Rumah Pintar KBA Jorong Tabek: Inovasi Ekonomi Sirkuler di Lereng Gunung Talang
Para ibu rumah tangga di Jorong Tabek tengah mengolah nira pohon enau menjadi gula semut secara tradisional.(Ho.IDM)

Talang Babungo, Sumatera Barat — Saat pagi menyapa lereng Gunung Talang dengan kabut tipis dan udara sejuk khas dataran tinggi, sebuah rumah panggung sederhana di Jorong Tabek mulai ramai didatangi warga. Bukan untuk sekadar berkumpul, melainkan untuk mengolah limbah jadi berkah. Inilah Rumah Pintar KBA Jorong Tabek—simbol transformasi desa yang semula sunyi menjadi pusat inovasi ekonomi sirkuler.

Dibangun tahun 2019 lewat gotong royong masyarakat, bangunan kayu berukuran 4x20 meter ini kini menjelma menjadi laboratorium hidup ekonomi sirkuler. Dari tempat ini, konsep berputar soal sampah dan nilai, kearifan lokal dan teknologi sederhana, tumbuh seiring denyut kehidupan warga.

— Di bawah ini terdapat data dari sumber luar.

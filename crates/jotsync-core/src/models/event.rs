use std::str::FromStr;

use chrono::{DateTime, Utc};
use serde::{Deserialize, Serialize};

use super::entry::Entry;

#[derive(Debug, Clone, Copy, Serialize, Deserialize, PartialEq, Eq, Hash)]
#[serde(rename_all = "snake_case")]
pub enum RealtimeOp {
    Insert,
    Update,
    Delete,
}

impl RealtimeOp {
    pub const fn as_str(self) -> &'static str {
        match self {
            Self::Insert => "insert",
            Self::Update => "update",
            Self::Delete => "delete",
        }
    }
}

impl std::fmt::Display for RealtimeOp {
    fn fmt(&self, f: &mut std::fmt::Formatter<'_>) -> std::fmt::Result {
        f.write_str(self.as_str())
    }
}

impl FromStr for RealtimeOp {
    type Err = String;

    fn from_str(raw: &str) -> Result<Self, Self::Err> {
        match raw {
            "insert" => Ok(Self::Insert),
            "update" => Ok(Self::Update),
            "delete" => Ok(Self::Delete),
            other => Err(format!("unknown realtime operation: {other}")),
        }
    }
}

/// One inbound change notification from the push channel. Not persisted;
/// consumed exactly once by the reconciler.
#[derive(Debug, Clone, Serialize, Deserialize, PartialEq)]
pub struct RealtimeEvent {
    pub operation: RealtimeOp,
    #[serde(default, skip_serializing_if = "Option::is_none")]
    pub new_record: Option<Entry>,
    #[serde(default, skip_serializing_if = "Option::is_none")]
    pub old_record: Option<Entry>,
    pub server_timestamp: DateTime<Utc>,
}

#[derive(Debug, Clone, Serialize, Deserialize, PartialEq)]
#[serde(rename_all = "snake_case", tag = "reason")]
pub enum DiscardReason {
    Rejected { message: String },
    RetriesExhausted { attempts: u32 },
}

/// Typed message from a producer (submitter, flusher, ingestor) to the
/// reconciler. The single channel carrying these is the only way any
/// component reaches the optimistic view.
#[derive(Debug, Clone, PartialEq)]
pub enum SyncMessage {
    Stage {
        entry: Entry,
    },
    Confirm {
        temp_id: String,
        canonical: Entry,
    },
    Discard {
        temp_id: String,
        content: String,
        reason: DiscardReason,
    },
    Apply {
        event: RealtimeEvent,
    },
}

/// User-facing outcome the UI must surface. Notices are collected in memory
/// and drained by the presentation layer; they are never raised as errors.
#[derive(Debug, Clone, Serialize, Deserialize, PartialEq)]
#[serde(rename_all = "snake_case", tag = "notice")]
pub enum SyncNotice {
    /// The server definitively rejected the write; the content is preserved
    /// here so the user can edit and resubmit.
    WriteRejected {
        temp_id: String,
        content: String,
        message: String,
    },
    /// The retry budget was exhausted and the content was dropped from the
    /// durable queue.
    WriteDropped {
        temp_id: String,
        content: String,
        attempts: u32,
    },
    /// A push update carried the same `updated_at` as the local entry but a
    /// different payload; state was left untouched.
    ConflictSuspected {
        id: String,
        local_content: String,
        incoming_content: String,
        updated_at: DateTime<Utc>,
    },
}
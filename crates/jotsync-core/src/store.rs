use std::path::Path;
use std::sync::{Arc, Mutex};

use chrono::Utc;
use rusqlite::{Connection, OptionalExtension, params};

use crate::error::{JotError, Result};

const MIGRATION_SCHEMA_SQL: &str = r"
    PRAGMA journal_mode = WAL;
    CREATE TABLE IF NOT EXISTS sync_kv (
        key TEXT PRIMARY KEY,
        value TEXT NOT NULL,
        updated_at TEXT NOT NULL
    );
";

/// Local durable key-value slots backing the retry queue. A single
/// connection behind a mutex is plenty for the single-threaded client.
#[derive(Clone)]
pub struct SqliteSlotStore {
    conn: Arc<Mutex<Connection>>,
}

impl std::fmt::Debug for SqliteSlotStore {
    fn fmt(&self, f: &mut std::fmt::Formatter<'_>) -> std::fmt::Result {
        f.debug_struct("SqliteSlotStore").finish_non_exhaustive()
    }
}

impl SqliteSlotStore {
    fn with_conn<T>(&self, f: impl FnOnce(&Connection) -> Result<T>) -> Result<T> {
        let conn = self
            .conn
            .lock()
            .map_err(|_| JotError::mutex_poisoned("sqlite"))?;
        f(&conn)
    }

    pub fn open(path: impl AsRef<Path>) -> Result<Self> {
        let path = path.as_ref();
        if let Some(parent) = path.parent()
            && !parent.as_os_str().is_empty()
        {
            std::fs::create_dir_all(parent)?;
        }
        let conn = Connection::open(path)?;
        let store = Self {
            conn: Arc::new(Mutex::new(conn)),
        };
        store.migrate()?;
        Ok(store)
    }

    fn migrate(&self) -> Result<()> {
        self.with_conn(|conn| {
            conn.execute_batch(MIGRATION_SCHEMA_SQL)?;
            Ok(())
        })
    }

    pub fn get_slot(&self, key: &str) -> Result<Option<String>> {
        self.with_conn(|conn| {
            let value = conn
                .query_row(
                    "SELECT value FROM sync_kv WHERE key = ?1",
                    params![key],
                    |row| row.get::<_, String>(0),
                )
                .optional()?;
            Ok(value)
        })
    }

    pub fn set_slot(&self, key: &str, value: &str) -> Result<()> {
        self.with_conn(|conn| {
            conn.execute(
                r"
                INSERT INTO sync_kv(key, value, updated_at)
                VALUES (?1, ?2, ?3)
                ON CONFLICT(key) DO UPDATE SET
                  value = excluded.value,
                  updated_at = excluded.updated_at
                ",
                params![key, value, Utc::now().to_rfc3339()],
            )?;
            Ok(())
        })
    }

    pub fn clear_slot(&self, key: &str) -> Result<bool> {
        self.with_conn(|conn| {
            let affected = conn.execute("DELETE FROM sync_kv WHERE key = ?1", params![key])?;
            Ok(affected > 0)
        })
    }
}
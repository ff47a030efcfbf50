use std::path::PathBuf;
use std::time::Instant;

use chrono::Utc;
use serde_json::Value;
use uuid::Uuid;

use super::JotSync;
use crate::error::{JotError, Result};
use crate::jsonl::{append_jsonl_line, parse_jsonl_tolerant};
use crate::models::{RequestLogEntry, SyncNotice};

/// Append-only JSONL request log under `<root>/logs/requests.jsonl`.
/// Logging never fails an operation; write errors are swallowed.
impl JotSync {
    /// Reads the request log back, skipping undecodable lines so a torn
    /// write cannot make the whole log unreadable.
    pub fn read_request_log(&self) -> Result<Vec<RequestLogEntry>> {
        let path = self.request_log_path();
        if !path.exists() {
            return Ok(Vec::new());
        }
        let raw = std::fs::read_to_string(&path)?;
        let parsed = parse_jsonl_tolerant::<RequestLogEntry>(&raw);
        if parsed.skipped_lines > 0 {
            self.log_warning_simple(
                "request_log.read",
                &format!("skipped {} undecodable log lines", parsed.skipped_lines),
            );
        }
        Ok(parsed.items)
    }

    pub(super) fn log_request_ok(
        &self,
        request_id: &str,
        operation: &str,
        started: Instant,
        details: Option<Value>,
    ) {
        self.write_log_record(RequestLogEntry {
            request_id: request_id.to_string(),
            operation: operation.to_string(),
            status: "ok".to_string(),
            latency_ms: started.elapsed().as_millis(),
            created_at: Utc::now().to_rfc3339(),
            error_code: None,
            error_message: None,
            details,
        });
    }

    pub(super) fn log_request_warning(
        &self,
        request_id: &str,
        operation: &str,
        started: Instant,
        message: &str,
        details: Option<Value>,
    ) {
        self.write_log_record(RequestLogEntry {
            request_id: request_id.to_string(),
            operation: operation.to_string(),
            status: "warning".to_string(),
            latency_ms: started.elapsed().as_millis(),
            created_at: Utc::now().to_rfc3339(),
            error_code: None,
            error_message: Some(message.to_string()),
            details,
        });
    }

    pub(super) fn log_request_error(
        &self,
        request_id: &str,
        operation: &str,
        started: Instant,
        error: &JotError,
    ) {
        self.write_log_record(RequestLogEntry {
            request_id: request_id.to_string(),
            operation: operation.to_string(),
            status: "error".to_string(),
            latency_ms: started.elapsed().as_millis(),
            created_at: Utc::now().to_rfc3339(),
            error_code: Some(error.code().to_string()),
            error_message: Some(error.to_string()),
            details: None,
        });
    }

    pub(super) fn log_notice_warning(&self, notice: &SyncNotice) {
        let (operation, message) = match notice {
            SyncNotice::WriteRejected {
                temp_id, message, ..
            } => (
                "entry.submit",
                format!("write {temp_id} rejected: {message}"),
            ),
            SyncNotice::WriteDropped {
                temp_id, attempts, ..
            } => (
                "queue.flush",
                format!("write {temp_id} dropped after {attempts} attempts"),
            ),
            SyncNotice::ConflictSuspected { id, .. } => (
                "realtime.apply",
                format!("conflicting update for {id} at equal timestamp"),
            ),
        };
        self.log_warning_simple(operation, &message);
    }

    /// Warning record for events outside a timed request, such as discarding
    /// stale queue data on open.
    pub(super) fn log_warning_simple(&self, operation: &str, message: &str) {
        self.write_log_record(RequestLogEntry {
            request_id: Uuid::new_v4().to_string(),
            operation: operation.to_string(),
            status: "warning".to_string(),
            latency_ms: 0,
            created_at: Utc::now().to_rfc3339(),
            error_code: None,
            error_message: Some(message.to_string()),
            details: None,
        });
    }

    fn write_log_record(&self, record: RequestLogEntry) {
        if !self.config.request_log {
            return;
        }
        let _ = append_jsonl_line(&self.request_log_path(), &record);
    }

    pub(crate) fn request_log_path(&self) -> PathBuf {
        self.root.join("logs").join("requests.jsonl")
    }
}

Sebuah Ide, Sebuah Gerakan

Para ibu rumah tangga di Jorong Tabek tengah mengolah nira pohon enau menjadi gula semut secara tradisional. (foto: Ho/IDM)

“Ide dasarnya sederhana: jangan buang yang masih bisa jadi manfaat,” ujar Kasri Satra, tokoh masyarakat yang juga menjabat sebagai Ketua Kampung Berseri Astra (KBA) Jorong Tabek.

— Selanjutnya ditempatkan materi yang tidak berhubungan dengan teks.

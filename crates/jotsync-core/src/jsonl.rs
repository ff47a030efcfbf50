use std::io::Write;
use std::path::Path;

use serde::Serialize;
use serde::de::DeserializeOwned;

use crate::error::Result;

pub(crate) fn append_jsonl_line(path: &Path, value: &impl Serialize) -> Result<()> {
    if let Some(parent) = path.parent()
        && !parent.as_os_str().is_empty()
    {
        std::fs::create_dir_all(parent)?;
    }
    let mut line = serde_json::to_string(value)?;
    line.push('\n');
    let mut file = std::fs::OpenOptions::new()
        .create(true)
        .append(true)
        .open(path)?;
    file.write_all(line.as_bytes())?;
    Ok(())
}

#[derive(Debug, Clone)]
pub(crate) struct JsonlParseOutcome<T> {
    pub(crate) items: Vec<T>,
    pub(crate) skipped_lines: usize,
}

pub(crate) fn parse_jsonl_tolerant<T>(raw: &str) -> JsonlParseOutcome<T>
where
    T: DeserializeOwned,
{
    let mut items = Vec::new();
    let mut skipped_lines = 0usize;

    for line in raw.lines() {
        if line.trim().is_empty() {
            continue;
        }
        match serde_json::from_str::<T>(line) {
            Ok(value) => items.push(value),
            Err(_) => skipped_lines += 1,
        }
    }

    JsonlParseOutcome {
        items,
        skipped_lines,
    }
}
mod env;

pub const ENDPOINT_ENV: &str = "JOTSYNC_ENDPOINT";
pub const API_KEY_ENV: &str = "JOTSYNC_API_KEY";
pub const USER_ID_ENV: &str = "JOTSYNC_USER_ID";
pub const SOURCE_ENV: &str = "JOTSYNC_SOURCE";
pub const TIMEOUT_MS_ENV: &str = "JOTSYNC_TIMEOUT_MS";
pub const MAX_RETRIES_ENV: &str = "JOTSYNC_MAX_RETRIES";
pub const FLUSH_INTERVAL_SECS_ENV: &str = "JOTSYNC_FLUSH_INTERVAL_SECS";
pub const REQUEST_LOG_ENV: &str = "JOTSYNC_REQUEST_LOG";

/// Runtime knobs for the sync core. Everything has a sane default so a bare
/// `SyncConfig::default()` works for embedded/test use; production clients
/// read the `JOTSYNC_*` environment.
#[derive(Debug, Clone)]
pub struct SyncConfig {
    pub endpoint: Option<String>,
    pub api_key: Option<String>,
    pub user_id: String,
    pub source: String,
    pub timeout_ms: u64,
    pub max_retries: u32,
    pub flush_interval_secs: u64,
    pub request_log: bool,
}

impl Default for SyncConfig {
    fn default() -> Self {
        Self {
            endpoint: None,
            api_key: None,
            user_id: "local".to_string(),
            source: "app".to_string(),
            timeout_ms: 2000,
            max_retries: 5,
            flush_interval_secs: 30,
            request_log: true,
        }
    }
}

impl SyncConfig {
    #[must_use]
    pub fn from_env() -> Self {
        let defaults = Self::default();
        Self {
            endpoint: env::read_non_empty_env(ENDPOINT_ENV),
            api_key: env::read_non_empty_env(API_KEY_ENV),
            user_id: env::read_non_empty_env(USER_ID_ENV).unwrap_or(defaults.user_id),
            source: env::read_non_empty_env(SOURCE_ENV).unwrap_or(defaults.source),
            timeout_ms: env::read_env_u64(TIMEOUT_MS_ENV, defaults.timeout_ms, 1),
            max_retries: env::read_env_u32(MAX_RETRIES_ENV, defaults.max_retries, 1),
            flush_interval_secs: env::read_env_u64(
                FLUSH_INTERVAL_SECS_ENV,
                defaults.flush_interval_secs,
                1,
            ),
            request_log: env::parse_enabled_default_true(
                std::env::var(REQUEST_LOG_ENV).ok().as_deref(),
            ),
        }
    }
}
mod entry;
mod event;
mod log;
mod queue;

pub use entry::{Classification, Entry, WriteRequest};
pub use event::{DiscardReason, RealtimeEvent, RealtimeOp, SyncMessage, SyncNotice};
pub use log::RequestLogEntry;
pub use queue::{
    FlushReport, FlushTrigger, QueueCounts, QueuedWrite, SubmitReceipt, SubmitStatus,
};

Kasri bukan sekadar penggerak, ia adalah pemantik kesadaran kolektif. Lewat bimbingannya, warga belajar bahwa ekonomi tak harus selalu linear. Dalam konsep ekonomi sirkuler yang diusung, semua bahan—baik hasil maupun limbah—tetap berputar dalam siklus yang bernilai.

Konsep ini berakar pada aktivitas utama warga: menyadap nira pohon enau, mengolahnya menjadi gula semut aren, dan memanfaatkan limbahnya untuk budidaya maggot. Lalu maggot digunakan sebagai pakan ikan di kolam komunitas. Bahkan, sisa limbah non-organik pun tak luput dari perhitungan ekonomi. Mereka mengelolanya lewat bank sampah, yang mengubah sampah plastik menjadi tabungan warga.

Dari Nira, Menjadi Rantai Ekonomi

Di ujung gang kecil yang menanjak, berdirilah Rumah Produksi Gula Semut Aren Jorong Tabek. Di sini, nira yang diperoleh dari hasil memukul pangkal bunga pohon enau dikumpulkan dalam bambu, lalu diolah menjadi bubuk manis berwarna cokelat keemasan.

Sebanyak 20 kepala keluarga bergilir setiap hari untuk memproduksi gula semut. Dengan suhu pegunungan berkisar 18–24°C, kadar gula dari nira enau menjadi lebih pekat dan tekstur gulanya halus. Dalam sehari, mereka bisa menghasilkan 10–20 kg gula semut, dengan kapasitas optimal mencapai 50 kg jika akses pasar diperluas.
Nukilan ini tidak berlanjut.